We also work to ensure our agreements with our customers are up to date–our Data Processing Addendum incorporates the latest data privacy frameworks between the US and EU, United Kingdom, and Switzerland as well as the EU and UK Standard Contractual Clauses, which outlines our contractual privacy obligations and facilitates the transfer of data globally.
EU / UK
Asana has established a comprehensive GDPR/UK GDPR compliance program and is committed to partnering with customers and vendors on our compliance efforts. Some significant steps Asana takes to align its practices with the GDPR/UK GDPR include:
Revising our policies and contracts with our partners, vendors, and users to reflect legislative developments;
Enhancing our security practices and procedures;
Closely reviewing and mapping the data we collect, use, and share;
Ensuring that we have robust internal privacy and security documentation;
Training employees on global privacy requirements and privacy/security best practices; and
Thoughtfully building a data subject rights policy and response process.
APAC
The Act on the Protection of Personal Information (APPI) is the primary data protection law in Japan that regulates the protection of personal information. It applies to business operators handling personal information of individuals in Japan. The APPI has been amended since it was originally enacted in 2003, with the most recent amendments coming into effect April 1, 2022.
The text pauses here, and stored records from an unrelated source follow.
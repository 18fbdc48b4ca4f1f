//! Checks that the configured converter programs can actually be launched.

use std::path::PathBuf;
use std::time::Duration;

use futures_util::future::join_all;
use log::{debug, warn};
use serde::Serialize;

use crate::config::schema::ToolsConfig;
use crate::process::{ExternalInvocation, ProcessRunner};
use crate::registry::ToolFamily;
use crate::sanitize::truncate_diagnostics;

/// How long a `--version` call may take before the tool counts as broken.
pub const DEFAULT_CHECK_TIMEOUT: Duration = Duration::from_secs(15);

const VERSION_LINE_LIMIT: usize = 120;

#[derive(Debug, Clone, PartialEq, Eq, Serialize)]
#[serde(rename_all = "camelCase")]
pub struct ToolAvailability {
    pub family: ToolFamily,
    pub program: String,
    /// First line the program printed for its version flag.
    #[serde(skip_serializing_if = "Option::is_none")]
    pub version: Option<String>,
    /// Why the program is unusable, if it is.
    #[serde(skip_serializing_if = "Option::is_none")]
    pub problem: Option<String>,
}

impl ToolAvailability {
    pub fn is_available(&self) -> bool {
        self.problem.is_none()
    }
}

/// Runs `program <version flag>` and reports whether it worked.
pub async fn check_tool(
    family: ToolFamily,
    program: &str,
    runner: &dyn ProcessRunner,
    deadline: Duration,
) -> ToolAvailability {
    let invocation = ExternalInvocation {
        program: program.to_string(),
        args: vec![family.version_flag().to_string()],
        working_dir: std::env::temp_dir(),
        expected_output: PathBuf::new(),
        output_path: PathBuf::new(),
        staging_dir: None,
    };
    debug!("Checking {}: {}", family, invocation.command_line());

    let (version, problem) = match tokio::time::timeout(deadline, runner.run(&invocation)).await {
        Err(_) => (None, Some(format!("no answer within {:?}", deadline))),
        Ok(Err(e)) => (None, Some(format!("cannot be launched: {}", e))),
        Ok(Ok(result)) if !result.success() => {
            let detail = truncate_diagnostics(&result.stderr, VERSION_LINE_LIMIT);
            let code = result
                .exit_code
                .map(|c| c.to_string())
                .unwrap_or_else(|| "signal".to_string());
            (None, Some(format!("exited with {}: {}", code, detail)))
        }
        Ok(Ok(result)) => {
            let text = if result.stdout.trim().is_empty() {
                &result.stderr
            } else {
                &result.stdout
            };
            let version = text
                .lines()
                .map(str::trim)
                .find(|line| !line.is_empty())
                .map(|line| truncate_diagnostics(line, VERSION_LINE_LIMIT));
            (version, None)
        }
    };

    if let Some(problem) = &problem {
        warn!("{} ({}) is unavailable: {}", family, program, problem);
    }

    ToolAvailability {
        family,
        program: program.to_string(),
        version,
        problem,
    }
}

/// Checks every enabled tool concurrently, in [`ToolFamily::ALL`] order.
pub async fn check_tools(
    tools: &ToolsConfig,
    runner: &dyn ProcessRunner,
    deadline: Duration,
) -> Vec<ToolAvailability> {
    let programs: Vec<(ToolFamily, String)> = ToolFamily::ALL
        .into_iter()
        .filter(|family| tools.get(*family).enabled)
        .map(|family| (family, tools.program(family)))
        .collect();

    join_all(
        programs
            .iter()
            .map(|(family, program)| check_tool(*family, program, runner, deadline)),
    )
    .await
}
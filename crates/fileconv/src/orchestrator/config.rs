use std::time::Duration;

use crate::config::schema::{Config, TimeoutsConfig};
use crate::format::SourceCategory;
use crate::storage::ConflictPolicy;

/// Runtime settings for the orchestrator, projected from [`Config`].
#[derive(Debug, Clone)]
pub struct BatchConfig {
    /// Upper bound on workers, whatever a submit call asks for.
    pub max_concurrency: usize,
    /// Extra attempts after an external tool failure.
    pub retries: u32,
    pub diagnostics_limit: usize,
    pub timeouts: TimeoutsConfig,
    pub conflict_policy: ConflictPolicy,
}

impl BatchConfig {
    pub fn from_config(config: &Config) -> Self {
        Self {
            max_concurrency: config.max_concurrency,
            retries: config.retries,
            diagnostics_limit: config.diagnostics_limit,
            timeouts: config.timeouts.clone(),
            conflict_policy: config.output.conflict_policy,
        }
    }

    pub fn deadline_for(&self, category: SourceCategory) -> Duration {
        self.timeouts.for_category(category)
    }

    /// Workers started for a batch of `task_count` tasks.
    pub fn effective_workers(&self, requested: usize, task_count: usize) -> usize {
        requested
            .min(self.max_concurrency)
            .min(num_cpus::get())
            .min(task_count)
            .max(1)
    }
}

impl Default for BatchConfig {
    fn default() -> Self {
        Self::from_config(&Config::default())
    }
}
Similarly to the distinction between “data controllers” and “data processors” under the GDPR, the APPI makes a distinction between “business operators”—or entities with the authority to control and make decisions about retained personal information (i.e., Asana’s customers) and third-party service providers handling personal information on behalf of a business operator (i.e., Asana).
The APPI also imposes restrictions on cross-border transfers of personal information outside of Japan. Personal information may be transferred to overseas recipients if there are contractual agreements in place that ensure compliance with data protection standards in Japan.
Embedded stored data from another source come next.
//! File categories and output formats.
//!
//! A [`SourceCategory`] decides which converter family handles a file; an
//! [`OutputFormat`] is the target the user asked for. Both sets are closed.

use std::fmt;
use std::io::Read;
use std::path::Path;
use std::str::FromStr;

use serde::{Deserialize, Serialize};

use crate::error::TaskError;

/// Number of header bytes read when sniffing file content.
const SNIFF_LEN: usize = 64;

#[derive(Debug, Clone, Copy, PartialEq, Eq, Hash, PartialOrd, Ord, Serialize, Deserialize)]
#[serde(rename_all = "lowercase")]
pub enum SourceCategory {
    Image,
    Video,
    Document,
    Audio,
}

impl SourceCategory {
    pub const ALL: [SourceCategory; 4] = [
        SourceCategory::Image,
        SourceCategory::Video,
        SourceCategory::Document,
        SourceCategory::Audio,
    ];

    pub fn as_str(&self) -> &'static str {
        match self {
            Self::Image => "image",
            Self::Video => "video",
            Self::Document => "document",
            Self::Audio => "audio",
        }
    }

    /// Extensions accepted as input for this category (lowercase, no dot).
    pub fn input_extensions(&self) -> &'static [&'static str] {
        match self {
            Self::Image => &["png", "jpg", "jpeg", "gif", "webp", "tiff", "tif", "bmp", "svg"],
            Self::Video => &["mp4", "avi", "mkv", "mov", "webm", "flv", "wmv", "m4v", "3gp"],
            Self::Document => &[
                "pdf", "docx", "doc", "txt", "rtf", "odt", "xlsx", "xls", "csv", "pptx", "ppt",
                "html",
            ],
            Self::Audio => &["mp3", "wav", "flac", "aac", "ogg", "wma", "m4a"],
        }
    }

    /// Formats a file of this category may be converted to.
    pub fn output_formats(&self) -> &'static [OutputFormat] {
        use OutputFormat::*;
        match self {
            Self::Image => &[Png, Jpg, Jpeg, Gif, Webp, Tiff, Bmp],
            Self::Video => &[Mp4, Avi, Mkv, Mov, Webm, Gif],
            Self::Document => &[Pdf, Docx, Txt, Rtf, Odt, Xlsx, Csv, Pptx, Html],
            Self::Audio => &[Mp3, Wav, Flac, Aac, Ogg],
        }
    }

    pub fn supports_output(&self, format: OutputFormat) -> bool {
        self.output_formats().contains(&format)
    }

    pub fn from_extension(ext: &str) -> Option<Self> {
        let ext = ext.trim_start_matches('.').to_lowercase();
        Self::ALL
            .into_iter()
            .find(|category| category.input_extensions().contains(&ext.as_str()))
    }

    /// Detects the category of a file: extension first, then the MIME type
    /// guessed from the path, then a sniff of the file header for images.
    pub fn detect(path: &Path) -> Option<Self> {
        if let Some(category) = path
            .extension()
            .and_then(|e| e.to_str())
            .and_then(Self::from_extension)
        {
            return Some(category);
        }

        if let Some(mime) = mime_guess::from_path(path).first() {
            match mime.type_().as_str() {
                "image" => return Some(Self::Image),
                "video" => return Some(Self::Video),
                "audio" => return Some(Self::Audio),
                "text" | "application" => return Some(Self::Document),
                _ => {}
            }
        }

        sniff_image(path).then_some(Self::Image)
    }
}

impl fmt::Display for SourceCategory {
    fn fmt(&self, f: &mut fmt::Formatter<'_>) -> fmt::Result {
        f.write_str(self.as_str())
    }
}

fn sniff_image(path: &Path) -> bool {
    let mut header = Vec::with_capacity(SNIFF_LEN);
    let read = std::fs::File::open(path)
        .and_then(|file| file.take(SNIFF_LEN as u64).read_to_end(&mut header));
    if read.is_err() || header.is_empty() {
        return false;
    }
    image::guess_format(&header).is_ok()
}

#[derive(Debug, Clone, Copy, PartialEq, Eq, Hash, PartialOrd, Ord, Serialize, Deserialize)]
#[serde(rename_all = "lowercase")]
pub enum OutputFormat {
    // Images
    Png,
    Jpg,
    Jpeg,
    Gif,
    Webp,
    Tiff,
    Bmp,
    // Video containers
    Mp4,
    Avi,
    Mkv,
    Mov,
    Webm,
    // Documents
    Pdf,
    Docx,
    Txt,
    Rtf,
    Odt,
    Xlsx,
    Csv,
    Pptx,
    Html,
    // Audio
    Mp3,
    Wav,
    Flac,
    Aac,
    Ogg,
}

impl OutputFormat {
    pub const ALL: [OutputFormat; 26] = [
        OutputFormat::Png,
        OutputFormat::Jpg,
        OutputFormat::Jpeg,
        OutputFormat::Gif,
        OutputFormat::Webp,
        OutputFormat::Tiff,
        OutputFormat::Bmp,
        OutputFormat::Mp4,
        OutputFormat::Avi,
        OutputFormat::Mkv,
        OutputFormat::Mov,
        OutputFormat::Webm,
        OutputFormat::Pdf,
        OutputFormat::Docx,
        OutputFormat::Txt,
        OutputFormat::Rtf,
        OutputFormat::Odt,
        OutputFormat::Xlsx,
        OutputFormat::Csv,
        OutputFormat::Pptx,
        OutputFormat::Html,
        OutputFormat::Mp3,
        OutputFormat::Wav,
        OutputFormat::Flac,
        OutputFormat::Aac,
        OutputFormat::Ogg,
    ];

    /// File extension written for this format, which is also its name.
    pub fn extension(&self) -> &'static str {
        match self {
            Self::Png => "png",
            Self::Jpg => "jpg",
            Self::Jpeg => "jpeg",
            Self::Gif => "gif",
            Self::Webp => "webp",
            Self::Tiff => "tiff",
            Self::Bmp => "bmp",
            Self::Mp4 => "mp4",
            Self::Avi => "avi",
            Self::Mkv => "mkv",
            Self::Mov => "mov",
            Self::Webm => "webm",
            Self::Pdf => "pdf",
            Self::Docx => "docx",
            Self::Txt => "txt",
            Self::Rtf => "rtf",
            Self::Odt => "odt",
            Self::Xlsx => "xlsx",
            Self::Csv => "csv",
            Self::Pptx => "pptx",
            Self::Html => "html",
            Self::Mp3 => "mp3",
            Self::Wav => "wav",
            Self::Flac => "flac",
            Self::Aac => "aac",
            Self::Ogg => "ogg",
        }
    }

    pub fn is_lossy_image(&self) -> bool {
        matches!(self, Self::Jpg | Self::Jpeg | Self::Webp)
    }
}

impl fmt::Display for OutputFormat {
    fn fmt(&self, f: &mut fmt::Formatter<'_>) -> fmt::Result {
        f.write_str(self.extension())
    }
}

impl FromStr for OutputFormat {
    type Err = TaskError;

    fn from_str(s: &str) -> Result<Self, Self::Err> {
        let normalized = s.trim().trim_start_matches('.').to_lowercase();
        Self::ALL
            .into_iter()
            .find(|format| format.extension() == normalized)
            .ok_or_else(|| TaskError::UnknownFormat(s.to_string()))
    }
}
Asana is committed to processing and safeguarding personal information as required by the APPI and its amendments. Asana’s Data Processing Addendum covers
Our data protection commitments to ensure that we comply with the APPI;
How we will assist our customers with their obligations under the APPI; and
The technical and organizational measures implemented to protect personal information.
For more information on Asana’s security and data protection practices, please see our Trust Center.
U.S. (federal and state)
California
The CCPA (as amended by CPRA) is a law that provides California consumers certain rights with respect to their personal information. Specifically, the law requires that businesses subject to the statute grant consumers the ability to request access to and deletion of their data, and the ability to opt out of certain types of disclosures of their personal information. The law also restricts how service providers that process personal information on behalf of a business may use that information.
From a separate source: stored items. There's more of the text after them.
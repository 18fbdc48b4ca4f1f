use std::path::PathBuf;
use std::time::Duration;

use serde::{Deserialize, Serialize, Serializer};

use crate::error::ConversionError;

#[derive(Debug, Clone, Copy, PartialEq, Eq, Hash, Serialize, Deserialize)]
#[serde(rename_all = "snake_case")]
pub enum TaskStatus {
    Succeeded,
    Failed,
    Cancelled,
}

impl std::fmt::Display for TaskStatus {
    fn fmt(&self, f: &mut std::fmt::Formatter<'_>) -> std::fmt::Result {
        match self {
            TaskStatus::Succeeded => write!(f, "succeeded"),
            TaskStatus::Failed => write!(f, "failed"),
            TaskStatus::Cancelled => write!(f, "cancelled"),
        }
    }
}

/// Terminal result of one task. Created once by a worker, never mutated.
#[derive(Debug, Clone, PartialEq, Serialize)]
#[serde(rename_all = "camelCase")]
pub struct TaskOutcome {
    pub status: TaskStatus,
    #[serde(skip_serializing_if = "Option::is_none")]
    pub output_path: Option<PathBuf>,
    #[serde(skip_serializing_if = "Option::is_none")]
    pub error: Option<ConversionError>,
    #[serde(rename = "elapsedMs", serialize_with = "serialize_millis")]
    pub elapsed: Duration,
    /// Number of times the external tool was launched.
    pub attempts: u32,
}

impl TaskOutcome {
    pub fn succeeded(output_path: PathBuf, elapsed: Duration) -> Self {
        Self {
            status: TaskStatus::Succeeded,
            output_path: Some(output_path),
            error: None,
            elapsed,
            attempts: 1,
        }
    }

    pub fn failed(error: ConversionError, elapsed: Duration) -> Self {
        Self {
            status: TaskStatus::Failed,
            output_path: None,
            error: Some(error),
            elapsed,
            attempts: 0,
        }
    }

    pub fn cancelled(elapsed: Duration) -> Self {
        Self {
            status: TaskStatus::Cancelled,
            output_path: None,
            error: None,
            elapsed,
            attempts: 0,
        }
    }

    pub fn with_attempts(mut self, attempts: u32) -> Self {
        self.attempts = attempts;
        self
    }

    pub fn with_elapsed(mut self, elapsed: Duration) -> Self {
        self.elapsed = elapsed;
        self
    }

    pub fn is_success(&self) -> bool {
        self.status == TaskStatus::Succeeded
    }

    pub fn is_timeout(&self) -> bool {
        matches!(self.error, Some(ConversionError::Timeout { .. }))
    }
}

pub(crate) fn serialize_millis<S>(duration: &Duration, serializer: S) -> Result<S::Ok, S::Error>
where
    S: Serializer,
{
    serializer.serialize_u64(u64::try_from(duration.as_millis()).unwrap_or(u64::MAX))
}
Where a business subject to the CCPA has entered into a service or subscription agreement with Asana, Asana will act as a service provider to that business. Specifically, Asana will process such customers’ personal information only for the purposes set forth in the applicable agreement and will cooperate with customers to fulfill their obligations with respect to deletion or access requests.
Asana's Data Processing Addendum specifically references our obligations under the CCPA. If your organization is a customer of Asana and requires an addendum, please reach out to [email protected].
HIPAA
The Health Insurance Portability and Accountability Act of 1996 (HIPAA) is a federal law in the United States that requires the creation of national standards to protect sensitive patient health information from being disclosed without the patient's consent or knowledge. Businesses that are subject to HIPAA can use Asana to support HIPAA-compliant work management.
HIPAA compliance for Asana is governed by Asana’s Business Associate Addendum (BAA). For additional detail on HIPAA and Asana, please refer to the HIPAA Data Sheet.
Gramm-Leach-Bliley Act
The Gramm-Leach-Bliley Act (GLBA) requires financial institutions—companies that offer consumers financial products or services like loans, financial or investment advice, or insurance—to explain their information-sharing practices to their customers and to safeguard sensitive data. Service providers who are permitted by the financial institutions to access their consumers' nonpublic personal information (NPI) are also required to comply with GLBA. Asana is GLBA-ready and aligns our practices in accordance with GLBA's Privacy Rule and Safeguards Rule. In addition to implementing security safeguards, we only use customer work content to provide our services, and not for any other purpose. Customers should not store sensitive personal data (including financial account numbers and social security numbers) in Asana.
Family Educational Rights and Privacy Act
The Family Educational Rights and Privacy Act (FERPA) is a federal law that requires academic institutions like colleges and universities to protect the privacy of student educational records. Asana enables our customers to comply with FERPA by ensuring personal data is kept secure and only used to provide our services as described in our Terms of Service and Privacy Statement. Asana contractually commits to not disclosing customer data except as directed by the contracting academic institution, as allowed by our terms, or as required by law.
As laws, regulations, and guidance from data protection authorities and regulators continue to evolve and more countries are passing new data protection laws and regulations, we will continue to follow these developments closely and evaluate our program for any changes or enhancements as needed.